→ WHAT YOU WILL DO
Restate the records in full, so that each line matches the original exactly.

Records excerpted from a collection
○ ○ ○ ○ ○ ○ ○
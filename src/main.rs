use crate::workflow::launch;
use anyhow::Result;
use clap::Parser;

mod agent;
mod analysis;
mod cli;
mod config;
mod error;
mod llm;
mod report;
mod search;
mod types;
mod workflow;

#[tokio::main]
async fn main() -> Result<()> {
    dotenvy::dotenv().ok();

    let mut args = cli::Args::parse();
    let topic = args.topic.take();
    let config = args.into_config()?;

    tracing_subscriber::fmt()
        .with_writer(std::io::stderr)
        .with_max_level(if config.verbose {
            tracing::Level::DEBUG
        } else {
            tracing::Level::WARN
        })
        .init();

    let topic = match topic {
        Some(topic) => topic,
        None => cli::prompt_topic(
            &mut std::io::stdin().lock(),
            &mut std::io::stdout(),
            &config.default_topic,
        )?,
    };

    launch(&config, &topic).await
}
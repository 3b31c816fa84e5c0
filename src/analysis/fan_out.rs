//! 扇出聚合 - 顺序执行子查询，单个失败不会中断整批

use crate::search::SearchGateway;
use crate::types::{AggregatedReport, SearchRecord};

pub struct FanOutAggregator<'a> {
    gateway: &'a dyn SearchGateway,
    /// 最多实际发出的子查询数，None 表示全部发出
    limit: Option<usize>,
}

impl<'a> FanOutAggregator<'a> {
    pub fn new(gateway: &'a dyn SearchGateway) -> Self {
        Self {
            gateway,
            limit: None,
        }
    }

    pub fn with_limit(mut self, limit: Option<usize>) -> Self {
        self.limit = limit;
        self
    }

    /// 依次执行子查询，每个子查询只尝试一次，结果与输入顺序一致
    pub async fn run(&self, queries: &[String]) -> AggregatedReport {
        let attempted = self.limit.unwrap_or(queries.len()).min(queries.len());
        let mut records = Vec::with_capacity(attempted);

        for query in &queries[..attempted] {
            match self.gateway.search(query).await {
                Ok(text) => {
                    tracing::debug!(gateway = self.gateway.name(), query = %query, "sub-query succeeded");
                    records.push(SearchRecord::success(query, text));
                }
                Err(e) => {
                    tracing::warn!(gateway = self.gateway.name(), query = %query, error = %e, "sub-query failed");
                    records.push(SearchRecord::failure(query, e.to_string()));
                }
            }
        }

        AggregatedReport::new(records)
    }
}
○ ○ ○ ○ ○ ○ ○
→ FINISHED TASK
filename src/main.rs
use crate::workflow::launch;
use anyhow::Result;
use clap::Parser;

mod agent;
mod analysis;
mod cli;
mod config;
mod error;
mod llm;
mod report;
mod search;
mod types;
mod workflow;

#[tokio::main]
async fn main() -> Result<()> {
    dotenvy::dotenv().ok();

    let mut args = cli::Args::parse();
    let topic = args.topic.take();
    let config = args.into_config()?;

    tracing_subscriber::fmt()
        .with_writer(std::io::stderr)
        .with_max_level(if config.verbose {
            tracing::Level::DEBUG
        } else {
            tracing::Level::WARN
        })
        .init();

    let topic = match topic {
        Some(topic) => topic,
        None => cli::prompt_topic(
            &mut std::io::stdin().lock(),
            &mut std::io::stdout(),
            &config.default_topic,
        )?,
    };

    launch(&config, &topic).await
}
repository 3b31c816fa84e5c0
filename src/analysis/fan_out.rs
//! 扇出聚合 - 顺序执行子查询，单个失败不会中断整批

use crate::search::SearchGateway;
use crate::types::{AggregatedReport, SearchRecord};

pub struct FanOutAggregator<'a> {
    gateway: &'a dyn SearchGateway,
    /// 最多实际发出的子查询数，None 表示全部发出
    limit: Option<usize>,
}

impl<'a> FanOutAggregator<'a> {
    pub fn new(gateway: &'a dyn SearchGateway) -> Self {
        Self {
            gateway,
            limit: None,
        }
    }

    pub fn with_limit(mut self, limit: Option<usize>) -> Self {
        self.limit = limit;
        self
    }

    /// 依次执行子查询，每个子查询只尝试一次，结果与输入顺序一致
    pub async fn run(&self, queries: &[String]) -> AggregatedReport {
        let attempted = self.limit.unwrap_or(queries.len()).min(queries.len());
        let mut records = Vec::with_capacity(attempted);

        for query in &queries[..attempted] {
            match self.gateway.search(query).await {
                Ok(text) => {
                    tracing::debug!(gateway = self.gateway.name(), query = %query, "sub-query succeeded");
                    records.push(SearchRecord::success(query, text));
                }
                Err(e) => {
                    tracing::warn!(gateway = self.gateway.name(), query = %query, error = %e, "sub-query failed");
                    records.push(SearchRecord::failure(query, e.to_string()));
                }
            }
        }

        AggregatedReport::new(records)
    }
}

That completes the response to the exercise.